Each week, I’ll add a new council to the list. Each explanation will include:

a) The main issue(s) the council wanted to address.

b) The resolution the council came to, with a brief explanation of the reason for their decision

c) A link to the actual text of the council


The Issue: If someone comes to believe in Jesus, and if Jesus was the Jewish Savior, does that mean the new believer has to also follow the Jewish Law?

The Resolution: No, new converts do not have to follow the Jewish Law.  Since we are saved by the grace of Jesus Christ, there is no need to put a burden on new converts that not even Jewish people were good at completing (see Acts 15:11-12).

The text:  This council is recorded in the New Testament (Acts Chapter 15).  The original apostles were the ones who conducted this council.

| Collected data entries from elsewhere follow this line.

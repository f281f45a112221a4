// Copyright 2025 the Timeladder Authors
// SPDX-License-Identifier: Apache-2.0 OR MIT

#[cfg(not(feature = "std"))]
use kurbo::common::FloatFuncs as _;
use timeladder_position::ViewMode;

/// One value per [`ViewMode`].
#[derive(Clone, Copy, Debug, PartialEq)]
pub struct ModeTable<T> {
    /// Day view.
    pub day: T,
    /// Week view.
    pub week: T,
    /// Month view.
    pub month: T,
    /// Year view.
    pub year: T,
    /// Position view.
    pub position: T,
}

impl<T: Copy> ModeTable<T> {
    /// Returns the entry for `mode`.
    #[must_use]
    pub fn get(&self, mode: ViewMode) -> T {
        match mode {
            ViewMode::Day => self.day,
            ViewMode::Week => self.week,
            ViewMode::Month => self.month,
            ViewMode::Year => self.year,
            ViewMode::Position => self.position,
        }
    }
}

/// Tuning for [`declutter`](crate::declutter).
#[derive(Clone, Copy, Debug, PartialEq)]
pub struct DeclutterConfig {
    /// Neighbor window in device pixels, measured either side of a marker.
    pub window: ModeTable<f64>,
    /// Upper bound for the height multiplier.
    pub height_cap: ModeTable<f64>,
    /// Logarithm base of the height growth; larger grows slower.
    pub log_base: f64,
    /// Visible event count above which coarse modes switch to hashed buckets.
    pub bucket_threshold: usize,
    /// Number of hashed height tiers.
    pub bucket_count: u32,
    /// Height added per bucket tier.
    pub bucket_step: f64,
    /// Maximum horizontal jitter in device pixels, either direction.
    pub max_jitter: i32,
}

impl DeclutterConfig {
    /// Height multiplier for a marker with `neighbors` close neighbors.
    #[must_use]
    pub fn height_for(&self, mode: ViewMode, neighbors: usize) -> f64 {
        let base = if self.log_base > 1.0 { self.log_base } else { 2.0 };
        let growth = (neighbors as f64 + 1.0).ln() / base.ln();
        clamp_height(1.0 + growth, self.height_cap.get(mode))
    }

    /// Height multiplier for a hashed bucket tier.
    #[must_use]
    pub fn height_for_bucket(&self, mode: ViewMode, bucket: u32) -> f64 {
        clamp_height(
            1.0 + f64::from(bucket) * self.bucket_step,
            self.height_cap.get(mode),
        )
    }
}

impl Default for DeclutterConfig {
    fn default() -> Self {
        Self {
            window: ModeTable {
                day: 6.0,
                week: 8.0,
                month: 14.0,
                year: 18.0,
                position: 6.0,
            },
            height_cap: ModeTable {
                day: 2.0,
                week: 2.2,
                month: 2.6,
                year: 3.0,
                position: 2.0,
            },
            log_base: 4.0,
            bucket_threshold: 50,
            bucket_count: 4,
            bucket_step: 0.25,
            max_jitter: 2,
        }
    }
}

fn clamp_height(h: f64, cap: f64) -> f64 {
    let cap = if cap.is_finite() { cap.max(1.0) } else { 1.0 };
    if h.is_finite() { h.clamp(1.0, cap) } else { cap }
}

#[cfg(test)]
mod tests {
    extern crate std;

    use timeladder_position::ViewMode;

    use super::DeclutterConfig;

    #[test]
    fn isolated_marker_has_unit_height() {
        let cfg = DeclutterConfig::default();
        for mode in ViewMode::ALL {
            assert_eq!(cfg.height_for(mode, 0), 1.0, "{mode}");
        }
    }

    #[test]
    fn growth_is_logarithmic_and_capped() {
        let cfg = DeclutterConfig::default();
        // ln(4)/ln(4) = 1.
        assert!((cfg.height_for(ViewMode::Year, 3) - 2.0).abs() < 1e-12);
        let a = cfg.height_for(ViewMode::Year, 10);
        let b = cfg.height_for(ViewMode::Year, 20);
        assert!(b > a);
        assert!(b - a < a - 1.0);
        assert_eq!(cfg.height_for(ViewMode::Day, 10_000), 2.0);
    }

    #[test]
    fn buckets_respect_cap() {
        let mut cfg = DeclutterConfig::default();
        cfg.bucket_step = 10.0;
        assert_eq!(cfg.height_for_bucket(ViewMode::Month, 0), 1.0);
        assert_eq!(cfg.height_for_bucket(ViewMode::Month, 3), 2.6);
    }
}
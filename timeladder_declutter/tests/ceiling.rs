// Copyright 2025 the Timeladder Authors
// SPDX-License-Identifier: Apache-2.0 OR MIT

//! Declutter never stacks past the configured ceiling and never moves markers.

use timeladder_declutter::{DeclutterConfig, DeclutterInput, Strategy, declutter};
use timeladder_position::ViewMode;

fn colocated(n: u64) -> Vec<DeclutterInput<u64>> {
    (0..n).map(|id| DeclutterInput::new(id, 3.25, 250.0)).collect()
}

#[test]
fn five_hundred_colocated_events_stay_under_cap() {
    let cfg = DeclutterConfig::default();
    let items = colocated(500);
    for mode in ViewMode::ALL {
        let pass = declutter(&items, mode, &cfg);
        let cap = cfg.height_cap.get(mode);
        assert_eq!(pass.len(), 500, "{mode}");
        for (id, s) in pass.iter() {
            assert!(s.height >= 1.0, "{mode} {id}: {}", s.height);
            assert!(s.height <= cap, "{mode} {id}: {} > {cap}", s.height);
            assert!(s.jitter.abs() <= 2.0, "{mode} {id}: {}", s.jitter);
        }
        assert!(pass.max_height() <= cap, "{mode}");
    }
}

#[test]
fn pairwise_pileup_hits_cap_exactly() {
    let cfg = DeclutterConfig::default();
    let pass = declutter(&colocated(500), ViewMode::Day, &cfg);
    assert_eq!(pass.strategy(), Strategy::Pairwise);
    assert_eq!(pass.max_height(), cfg.height_cap.day);
    assert_eq!(pass.get(&0).unwrap().neighbors, Some(499));
}

#[test]
fn marker_values_are_untouched() {
    let cfg = DeclutterConfig::default();
    let items = colocated(80);
    let before = items.clone();
    for mode in ViewMode::ALL {
        let _ = declutter(&items, mode, &cfg);
    }
    assert_eq!(items, before);
}

#[test]
fn jitter_spreads_a_cluster() {
    let cfg = DeclutterConfig::default();
    let pass = declutter(&colocated(40), ViewMode::Week, &cfg);
    let distinct: std::collections::BTreeSet<i64> = pass
        .iter()
        .map(|(_, s)| s.jitter as i64)
        .collect();
    assert!(distinct.len() > 1, "{distinct:?}");
}
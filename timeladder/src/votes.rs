// Copyright 2025 the Timeladder Authors
// SPDX-License-Identifier: Apache-2.0 OR MIT

//! Batched vote lookups with stale-result dropping.
//!
//! Every change of the visible event set (once the axis has settled) issues a
//! [`VoteBatchTicket`] with a fresh generation. The host fetches the tallies
//! however it likes and hands them back with the ticket. Results for any
//! ticket other than the latest are ignored.

use alloc::vec::Vec;
use core::fmt;

use hashbrown::{HashMap, HashSet};
use timeladder_render::VoteTally;

use crate::event::EventId;

/// A request for the vote tallies of a set of events.
#[derive(Clone, Debug, PartialEq, Eq)]
pub struct VoteBatchTicket {
    /// Generation the results must be returned with.
    pub generation: u64,
    /// Events to look up.
    pub ids: Vec<EventId>,
}

/// Why one event's tally could not be delivered.
#[derive(Clone, Copy, Debug, PartialEq, Eq)]
pub enum VoteFetchError {
    /// The lookup failed or timed out.
    Unavailable,
    /// The response could not be understood.
    Malformed,
}

impl fmt::Display for VoteFetchError {
    fn fmt(&self, f: &mut fmt::Formatter<'_>) -> fmt::Result {
        match self {
            Self::Unavailable => f.write_str("vote tally unavailable"),
            Self::Malformed => f.write_str("vote tally response malformed"),
        }
    }
}

impl core::error::Error for VoteFetchError {}

/// Tracks the latest batch and the tallies received so far.
#[derive(Clone, Debug, Default)]
pub(crate) struct VoteBatcher {
    generation: u64,
    pending: Option<u64>,
    requested: HashSet<EventId>,
    tallies: HashMap<EventId, VoteTally>,
    failed: HashSet<EventId>,
}

impl VoteBatcher {
    /// Issues a ticket for `ids`, superseding any outstanding one.
    ///
    /// Returns `None` if `ids` is exactly the set already requested and no
    /// lookup failed since.
    pub(crate) fn issue(&mut self, ids: Vec<EventId>, force: bool) -> Option<VoteBatchTicket> {
        let set: HashSet<EventId> = ids.iter().copied().collect();
        if !force && set == self.requested && self.failed.is_empty() {
            return None;
        }
        self.generation = self.generation.wrapping_add(1);
        self.pending = Some(self.generation);
        self.requested = set;
        tracing::debug!(generation = self.generation, count = ids.len(), "vote batch issued");
        Some(VoteBatchTicket {
            generation: self.generation,
            ids,
        })
    }

    /// Invalidates any outstanding ticket and forgets the requested set.
    pub(crate) fn invalidate(&mut self) {
        self.generation = self.generation.wrapping_add(1);
        self.pending = None;
        self.requested.clear();
    }

    /// Applies results for `generation`. Returns `false` (changing nothing) if stale.
    pub(crate) fn complete(
        &mut self,
        generation: u64,
        results: impl IntoIterator<Item = (EventId, Result<VoteTally, VoteFetchError>)>,
    ) -> bool {
        if self.pending != Some(generation) {
            tracing::warn!(
                generation,
                latest = self.generation,
                "dropping stale vote batch"
            );
            return false;
        }
        self.pending = None;
        let mut failures = 0_usize;
        for (id, result) in results {
            match result {
                Ok(tally) => {
                    self.failed.remove(&id);
                    self.tallies.insert(id, tally);
                }
                Err(err) => {
                    failures += 1;
                    tracing::debug!(event = %id, %err, "vote lookup failed");
                    self.tallies.remove(&id);
                    self.failed.insert(id);
                }
            }
        }
        tracing::debug!(generation, failures, "vote batch applied");
        true
    }

    /// Returns `true` while a ticket is outstanding.
    pub(crate) fn is_pending(&self) -> bool {
        self.pending.is_some()
    }

    /// All tallies received so far.
    pub(crate) fn tallies(&self) -> impl Iterator<Item = (EventId, VoteTally)> + '_ {
        self.tallies.iter().map(|(id, t)| (*id, *t))
    }

    /// Drops everything, e.g. when the event list is replaced.
    pub(crate) fn clear(&mut self) {
        self.invalidate();
        self.tallies.clear();
        self.failed.clear();
    }

    /// Records tallies that arrived with the events themselves.
    ///
    /// Batch results applied afterwards replace these per event.
    pub(crate) fn seed(&mut self, known: impl IntoIterator<Item = (EventId, VoteTally)>) {
        self.tallies.extend(known);
    }
}

#[cfg(test)]
mod tests {
    use alloc::vec;

    use timeladder_render::VoteTally;

    use super::{VoteBatcher, VoteFetchError};
    use crate::EventId;

    #[test]
    fn newer_ticket_supersedes_older() {
        let mut b = VoteBatcher::default();
        let first = b.issue(vec![EventId(1)], false).unwrap();
        let second = b.issue(vec![EventId(1), EventId(2)], false).unwrap();
        assert!(second.generation > first.generation);

        assert!(!b.complete(first.generation, [(EventId(1), Ok(VoteTally::new(9, 0)))]));
        assert_eq!(b.tallies().count(), 0);
        assert!(b.is_pending());

        assert!(b.complete(
            second.generation,
            [
                (EventId(1), Ok(VoteTally::new(1, 0))),
                (EventId(2), Err(VoteFetchError::Unavailable)),
            ]
        ));
        assert!(!b.is_pending());
        assert_eq!(b.tallies().collect::<vec::Vec<_>>(), [(EventId(1), VoteTally::new(1, 0))]);

        // Completing twice is stale too.
        assert!(!b.complete(second.generation, core::iter::empty()));
    }

    #[test]
    fn unchanged_set_is_not_refetched_unless_something_failed() {
        let mut b = VoteBatcher::default();
        let t = b.issue(vec![EventId(1), EventId(2)], false).unwrap();
        b.complete(t.generation, [(EventId(1), Ok(VoteTally::new(1, 1)))]);
        assert!(b.issue(vec![EventId(2), EventId(1)], false).is_none());
        assert!(b.issue(vec![EventId(2), EventId(1)], true).is_some());

        let t = b.issue(vec![EventId(3)], false).unwrap();
        b.complete(t.generation, [(EventId(3), Err(VoteFetchError::Malformed))]);
        assert!(b.issue(vec![EventId(3)], false).is_some());
    }

    #[test]
    fn invalidate_drops_outstanding() {
        let mut b = VoteBatcher::default();
        let t = b.issue(vec![EventId(1)], false).unwrap();
        b.invalidate();
        assert!(!b.complete(t.generation, [(EventId(1), Ok(VoteTally::new(1, 0)))]));
    }
}
use std::time::Duration;

use benchsim_runtime::engine::SlotStatus;
use benchsim_runtime::input::Channel;
use benchsim_runtime::scheduler::{BenchRunner, ManualClock, RunnerState};
use benchsim_runtime::time::SimTime;
use benchsim_runtime::Bench;

#[test]
fn runner_thread_follows_the_manual_clock() {
    let clock = ManualClock::new();
    let runner = BenchRunner::new(Bench::default(), clock.clone(), Duration::from_secs(10));
    let mut handle = runner.spawn("bench-runner-test").unwrap();
    let control = handle.control();

    control.press(Channel::Power).unwrap();
    let snapshot = control.snapshot().unwrap();
    assert!(snapshot.state.power());
    assert!(!snapshot.state.is_ready());

    clock.advance(Duration::from_millis(3_000));
    let snapshot = control.snapshot().unwrap();
    assert_eq!(snapshot.now, SimTime::from_millis(3_000));
    assert!(snapshot.state.is_ready());

    control.press(Channel::D).unwrap();
    let snapshot = control.snapshot().unwrap();
    assert_eq!(snapshot.active_run.map(|run| run.slot), Some(0));
    assert_eq!(snapshot.slots[0], SlotStatus::InProgress);

    clock.advance(Duration::from_millis(5_000));
    let snapshot = control.snapshot().unwrap();
    assert!(snapshot.active_run.is_none());
    assert_eq!(snapshot.slots[0], SlotStatus::Fail);

    let events = control.drain_events().unwrap();
    assert!(!events.is_empty());
    assert!(control.drain_events().unwrap().is_empty());

    handle.stop();
    let bench = handle.join().unwrap().unwrap();
    assert_eq!(handle.state(), RunnerState::Stopped);
    assert_eq!(bench.slot_status(0), Some(SlotStatus::Fail));
    assert!(handle.join().unwrap().is_none());
}

#[test]
fn commands_fail_once_the_runner_is_gone() {
    let clock = ManualClock::new();
    let runner = BenchRunner::new(Bench::default(), clock, Duration::from_millis(50));
    let mut handle = runner.spawn("bench-runner-stop").unwrap();
    let control = handle.control();
    control.stop();
    handle.join().unwrap();
    assert!(control.snapshot().is_err());
}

2) First Council of Nicaea

The Issue: What's Jesus's relationship to the Father?  Is the Father "greater" than Jesus?  Did the Father "create" the Son before he became a human being?


The Resolution: The Son is equal to the Father because they are both God. The council uses the term of the same "substance": the same way a human father is of the same "substance" as his human son, or an animal father is of the same "substance" as his offspring.  Because they are both God, the Son was never created (the council uses the term "begotten, not made" to describe how both the Father and Son share their same "God substance").  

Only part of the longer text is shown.